● **Your goal**
Return all of the entries below exactly as they are given.

_ _ _ _ _ _ _

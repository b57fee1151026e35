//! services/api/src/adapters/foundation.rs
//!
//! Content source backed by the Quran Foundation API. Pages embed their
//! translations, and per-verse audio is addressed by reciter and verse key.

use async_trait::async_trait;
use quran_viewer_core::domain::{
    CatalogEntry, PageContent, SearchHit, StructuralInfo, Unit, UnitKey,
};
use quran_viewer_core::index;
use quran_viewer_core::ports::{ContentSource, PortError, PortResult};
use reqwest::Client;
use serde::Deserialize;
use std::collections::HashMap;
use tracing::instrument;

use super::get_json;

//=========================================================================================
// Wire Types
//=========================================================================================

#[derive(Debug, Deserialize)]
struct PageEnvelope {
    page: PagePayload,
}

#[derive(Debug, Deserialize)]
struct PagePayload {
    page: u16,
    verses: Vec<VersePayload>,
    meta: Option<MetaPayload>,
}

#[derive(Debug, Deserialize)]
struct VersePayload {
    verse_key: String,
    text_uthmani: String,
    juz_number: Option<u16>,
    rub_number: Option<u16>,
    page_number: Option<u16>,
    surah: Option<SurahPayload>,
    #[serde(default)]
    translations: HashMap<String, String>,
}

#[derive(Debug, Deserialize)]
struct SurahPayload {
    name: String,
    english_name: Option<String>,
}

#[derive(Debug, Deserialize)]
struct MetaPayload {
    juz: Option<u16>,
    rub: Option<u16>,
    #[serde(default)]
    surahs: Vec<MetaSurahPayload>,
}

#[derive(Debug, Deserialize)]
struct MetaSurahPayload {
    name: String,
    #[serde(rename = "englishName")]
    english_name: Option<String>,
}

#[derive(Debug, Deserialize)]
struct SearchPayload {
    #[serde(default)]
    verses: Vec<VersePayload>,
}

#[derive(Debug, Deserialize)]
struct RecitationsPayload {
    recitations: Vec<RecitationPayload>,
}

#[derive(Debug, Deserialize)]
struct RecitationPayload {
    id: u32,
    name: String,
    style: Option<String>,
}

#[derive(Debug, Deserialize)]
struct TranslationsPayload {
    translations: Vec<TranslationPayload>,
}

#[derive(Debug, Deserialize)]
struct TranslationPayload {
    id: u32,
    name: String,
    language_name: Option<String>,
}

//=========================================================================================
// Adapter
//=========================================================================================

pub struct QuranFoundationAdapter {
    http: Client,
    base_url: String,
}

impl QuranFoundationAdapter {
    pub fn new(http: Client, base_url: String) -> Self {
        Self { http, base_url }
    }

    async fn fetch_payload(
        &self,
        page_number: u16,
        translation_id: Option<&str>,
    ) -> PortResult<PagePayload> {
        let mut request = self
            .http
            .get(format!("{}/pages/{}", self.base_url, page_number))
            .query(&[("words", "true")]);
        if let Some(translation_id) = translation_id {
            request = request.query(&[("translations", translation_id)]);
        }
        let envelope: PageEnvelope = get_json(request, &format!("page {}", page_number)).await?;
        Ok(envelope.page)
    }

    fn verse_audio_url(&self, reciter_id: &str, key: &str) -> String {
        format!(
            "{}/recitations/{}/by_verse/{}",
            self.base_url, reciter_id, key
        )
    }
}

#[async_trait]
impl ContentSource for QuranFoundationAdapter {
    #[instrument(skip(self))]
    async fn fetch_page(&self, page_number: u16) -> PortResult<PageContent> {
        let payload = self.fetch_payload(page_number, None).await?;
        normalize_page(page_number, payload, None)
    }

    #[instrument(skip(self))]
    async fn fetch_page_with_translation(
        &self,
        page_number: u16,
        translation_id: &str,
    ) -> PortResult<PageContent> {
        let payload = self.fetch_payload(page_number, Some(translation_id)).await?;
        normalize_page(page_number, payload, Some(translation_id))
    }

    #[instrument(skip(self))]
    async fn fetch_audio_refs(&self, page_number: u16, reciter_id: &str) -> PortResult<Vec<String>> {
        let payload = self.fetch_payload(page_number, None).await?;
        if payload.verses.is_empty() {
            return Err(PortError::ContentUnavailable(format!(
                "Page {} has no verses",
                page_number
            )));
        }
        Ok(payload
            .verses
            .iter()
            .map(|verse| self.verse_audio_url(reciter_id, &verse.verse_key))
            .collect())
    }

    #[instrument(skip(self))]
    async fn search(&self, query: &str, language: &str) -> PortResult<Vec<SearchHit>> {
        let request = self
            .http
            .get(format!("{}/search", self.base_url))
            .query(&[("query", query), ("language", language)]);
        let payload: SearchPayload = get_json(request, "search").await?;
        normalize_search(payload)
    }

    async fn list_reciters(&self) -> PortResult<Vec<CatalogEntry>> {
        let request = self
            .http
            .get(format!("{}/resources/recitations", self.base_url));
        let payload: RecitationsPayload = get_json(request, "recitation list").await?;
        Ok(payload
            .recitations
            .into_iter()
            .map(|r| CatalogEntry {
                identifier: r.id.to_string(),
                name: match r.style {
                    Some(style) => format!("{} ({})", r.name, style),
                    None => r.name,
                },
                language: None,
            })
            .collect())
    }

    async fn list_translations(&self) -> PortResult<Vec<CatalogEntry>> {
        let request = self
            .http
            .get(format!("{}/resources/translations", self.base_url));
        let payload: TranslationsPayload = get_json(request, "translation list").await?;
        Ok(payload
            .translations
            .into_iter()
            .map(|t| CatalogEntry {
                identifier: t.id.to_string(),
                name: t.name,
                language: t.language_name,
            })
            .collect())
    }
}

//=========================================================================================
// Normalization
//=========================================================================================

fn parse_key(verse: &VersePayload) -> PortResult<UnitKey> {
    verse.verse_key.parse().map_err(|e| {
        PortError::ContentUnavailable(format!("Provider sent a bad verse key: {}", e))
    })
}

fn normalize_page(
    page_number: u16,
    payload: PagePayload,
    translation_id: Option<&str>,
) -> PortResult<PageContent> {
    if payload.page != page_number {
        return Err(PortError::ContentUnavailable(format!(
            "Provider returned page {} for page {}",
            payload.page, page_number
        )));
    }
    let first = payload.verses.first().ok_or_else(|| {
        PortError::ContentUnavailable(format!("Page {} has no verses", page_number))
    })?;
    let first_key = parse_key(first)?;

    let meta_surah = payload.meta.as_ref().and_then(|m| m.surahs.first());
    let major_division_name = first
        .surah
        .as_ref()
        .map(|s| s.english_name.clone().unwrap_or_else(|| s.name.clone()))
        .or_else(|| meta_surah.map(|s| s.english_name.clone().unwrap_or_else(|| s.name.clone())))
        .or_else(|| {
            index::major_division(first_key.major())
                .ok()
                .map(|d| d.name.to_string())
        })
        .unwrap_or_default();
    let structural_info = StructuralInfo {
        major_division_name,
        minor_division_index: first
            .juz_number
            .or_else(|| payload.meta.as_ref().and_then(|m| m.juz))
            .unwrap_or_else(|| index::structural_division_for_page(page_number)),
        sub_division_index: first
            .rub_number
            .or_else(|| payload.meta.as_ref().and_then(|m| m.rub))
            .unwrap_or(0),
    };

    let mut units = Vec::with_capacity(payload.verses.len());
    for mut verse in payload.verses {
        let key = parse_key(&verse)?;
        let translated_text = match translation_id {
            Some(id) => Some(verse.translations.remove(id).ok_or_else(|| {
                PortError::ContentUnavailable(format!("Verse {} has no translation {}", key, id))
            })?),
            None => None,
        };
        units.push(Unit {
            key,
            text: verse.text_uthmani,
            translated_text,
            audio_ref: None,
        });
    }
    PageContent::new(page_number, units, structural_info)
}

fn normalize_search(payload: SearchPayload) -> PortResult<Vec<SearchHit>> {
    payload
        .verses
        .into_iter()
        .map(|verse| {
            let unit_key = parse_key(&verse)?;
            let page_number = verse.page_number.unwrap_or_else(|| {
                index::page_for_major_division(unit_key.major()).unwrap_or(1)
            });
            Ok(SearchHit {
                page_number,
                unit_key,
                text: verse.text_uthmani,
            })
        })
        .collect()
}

_ _ _ _ _ _ _

● **Solution**
repository b57fee1151026e35
//! services/api/src/adapters/foundation.rs
//!
//! Content source backed by the Quran Foundation API. Pages embed their
//! translations, and per-verse audio is addressed by reciter and verse key.

use async_trait::async_trait;
use quran_viewer_core::domain::{
    CatalogEntry, PageContent, SearchHit, StructuralInfo, Unit, UnitKey,
};
use quran_viewer_core::index;
use quran_viewer_core::ports::{ContentSource, PortError, PortResult};
use reqwest::Client;
use serde::Deserialize;
use std::collections::HashMap;
use tracing::instrument;

use super::get_json;

//=========================================================================================
// Wire Types
//=========================================================================================

#[derive(Debug, Deserialize)]
struct PageEnvelope {
    page: PagePayload,
}

#[derive(Debug, Deserialize)]
struct PagePayload {
    page: u16,
    verses: Vec<VersePayload>,
    meta: Option<MetaPayload>,
}

#[derive(Debug, Deserialize)]
struct VersePayload {
    verse_key: String,
    text_uthmani: String,
    juz_number: Option<u16>,
    rub_number: Option<u16>,
    page_number: Option<u16>,
    surah: Option<SurahPayload>,
    #[serde(default)]
    translations: HashMap<String, String>,
}

#[derive(Debug, Deserialize)]
struct SurahPayload {
    name: String,
    english_name: Option<String>,
}

#[derive(Debug, Deserialize)]
struct MetaPayload {
    juz: Option<u16>,
    rub: Option<u16>,
    #[serde(default)]
    surahs: Vec<MetaSurahPayload>,
}

#[derive(Debug, Deserialize)]
struct MetaSurahPayload {
    name: String,
    #[serde(rename = "englishName")]
    english_name: Option<String>,
}

#[derive(Debug, Deserialize)]
struct SearchPayload {
    #[serde(default)]
    verses: Vec<VersePayload>,
}

#[derive(Debug, Deserialize)]
struct RecitationsPayload {
    recitations: Vec<RecitationPayload>,
}

#[derive(Debug, Deserialize)]
struct RecitationPayload {
    id: u32,
    name: String,
    style: Option<String>,
}

#[derive(Debug, Deserialize)]
struct TranslationsPayload {
    translations: Vec<TranslationPayload>,
}

#[derive(Debug, Deserialize)]
struct TranslationPayload {
    id: u32,
    name: String,
    language_name: Option<String>,
}

//=========================================================================================
// Adapter
//=========================================================================================

pub struct QuranFoundationAdapter {
    http: Client,
    base_url: String,
}

impl QuranFoundationAdapter {
    pub fn new(http: Client, base_url: String) -> Self {
        Self { http, base_url }
    }

    async fn fetch_payload(
        &self,
        page_number: u16,
        translation_id: Option<&str>,
    ) -> PortResult<PagePayload> {
        let mut request = self
            .http
            .get(format!("{}/pages/{}", self.base_url, page_number))
            .query(&[("words", "true")]);
        if let Some(translation_id) = translation_id {
            request = request.query(&[("translations", translation_id)]);
        }
        let envelope: PageEnvelope = get_json(request, &format!("page {}", page_number)).await?;
        Ok(envelope.page)
    }

    fn verse_audio_url(&self, reciter_id: &str, key: &str) -> String {
        format!(
            "{}/recitations/{}/by_verse/{}",
            self.base_url, reciter_id, key
        )
    }
}

#[async_trait]
impl ContentSource for QuranFoundationAdapter {
    #[instrument(skip(self))]
    async fn fetch_page(&self, page_number: u16) -> PortResult<PageContent> {
        let payload = self.fetch_payload(page_number, None).await?;
        normalize_page(page_number, payload, None)
    }

    #[instrument(skip(self))]
    async fn fetch_page_with_translation(
        &self,
        page_number: u16,
        translation_id: &str,
    ) -> PortResult<PageContent> {
        let payload = self.fetch_payload(page_number, Some(translation_id)).await?;
        normalize_page(page_number, payload, Some(translation_id))
    }

    #[instrument(skip(self))]
    async fn fetch_audio_refs(&self, page_number: u16, reciter_id: &str) -> PortResult<Vec<String>> {
        let payload = self.fetch_payload(page_number, None).await?;
        if payload.verses.is_empty() {
            return Err(PortError::ContentUnavailable(format!(
                "Page {} has no verses",
                page_number
            )));
        }
        Ok(payload
            .verses
            .iter()
            .map(|verse| self.verse_audio_url(reciter_id, &verse.verse_key))
            .collect())
    }

    #[instrument(skip(self))]
    async fn search(&self, query: &str, language: &str) -> PortResult<Vec<SearchHit>> {
        let request = self
            .http
            .get(format!("{}/search", self.base_url))
            .query(&[("query", query), ("language", language)]);
        let payload: SearchPayload = get_json(request, "search").await?;
        normalize_search(payload)
    }

    async fn list_reciters(&self) -> PortResult<Vec<CatalogEntry>> {
        let request = self
            .http
            .get(format!("{}/resources/recitations", self.base_url));
        let payload: RecitationsPayload = get_json(request, "recitation list").await?;
        Ok(payload
            .recitations
            .into_iter()
            .map(|r| CatalogEntry {
                identifier: r.id.to_string(),
                name: match r.style {
                    Some(style) => format!("{} ({})", r.name, style),
                    None => r.name,
                },
                language: None,
            })
            .collect())
    }

    async fn list_translations(&self) -> PortResult<Vec<CatalogEntry>> {
        let request = self
            .http
            .get(format!("{}/resources/translations", self.base_url));
        let payload: TranslationsPayload = get_json(request, "translation list").await?;
        Ok(payload
            .translations
            .into_iter()
            .map(|t| CatalogEntry {
                identifier: t.id.to_string(),
                name: t.name,
                language: t.language_name,
            })
            .collect())
    }
}

//=========================================================================================
// Normalization
//=========================================================================================

fn parse_key(verse: &VersePayload) -> PortResult<UnitKey> {
    verse.verse_key.parse().map_err(|e| {
        PortError::ContentUnavailable(format!("Provider sent a bad verse key: {}", e))
    })
}

fn normalize_page(
    page_number: u16,
    payload: PagePayload,
    translation_id: Option<&str>,
) -> PortResult<PageContent> {
    if payload.page != page_number {
        return Err(PortError::ContentUnavailable(format!(
            "Provider returned page {} for page {}",
            payload.page, page_number
        )));
    }
    let first = payload.verses.first().ok_or_else(|| {
        PortError::ContentUnavailable(format!("Page {} has no verses", page_number))
    })?;
    let first_key = parse_key(first)?;

    let meta_surah = payload.meta.as_ref().and_then(|m| m.surahs.first());
    let major_division_name = first
        .surah
        .as_ref()
        .map(|s| s.english_name.clone().unwrap_or_else(|| s.name.clone()))
        .or_else(|| meta_surah.map(|s| s.english_name.clone().unwrap_or_else(|| s.name.clone())))
        .or_else(|| {
            index::major_division(first_key.major())
                .ok()
                .map(|d| d.name.to_string())
        })
        .unwrap_or_default();
    let structural_info = StructuralInfo {
        major_division_name,
        minor_division_index: first
            .juz_number
            .or_else(|| payload.meta.as_ref().and_then(|m| m.juz))
            .unwrap_or_else(|| index::structural_division_for_page(page_number)),
        sub_division_index: first
            .rub_number
            .or_else(|| payload.meta.as_ref().and_then(|m| m.rub))
            .unwrap_or(0),
    };

    let mut units = Vec::with_capacity(payload.verses.len());
    for mut verse in payload.verses {
        let key = parse_key(&verse)?;
        let translated_text = match translation_id {
            Some(id) => Some(verse.translations.remove(id).ok_or_else(|| {
                PortError::ContentUnavailable(format!("Verse {} has no translation {}", key, id))
            })?),
            None => None,
        };
        units.push(Unit {
            key,
            text: verse.text_uthmani,
            translated_text,
            audio_ref: None,
        });
    }
    PageContent::new(page_number, units, structural_info)
}

fn normalize_search(payload: SearchPayload) -> PortResult<Vec<SearchHit>> {
    payload
        .verses
        .into_iter()
        .map(|verse| {
            let unit_key = parse_key(&verse)?;
            let page_number = verse.page_number.unwrap_or_else(|| {
                index::page_for_major_division(unit_key.major()).unwrap_or(1)
            });
            Ok(SearchHit {
                page_number,
                unit_key,
                text: verse.text_uthmani,
            })
        })
        .collect()
}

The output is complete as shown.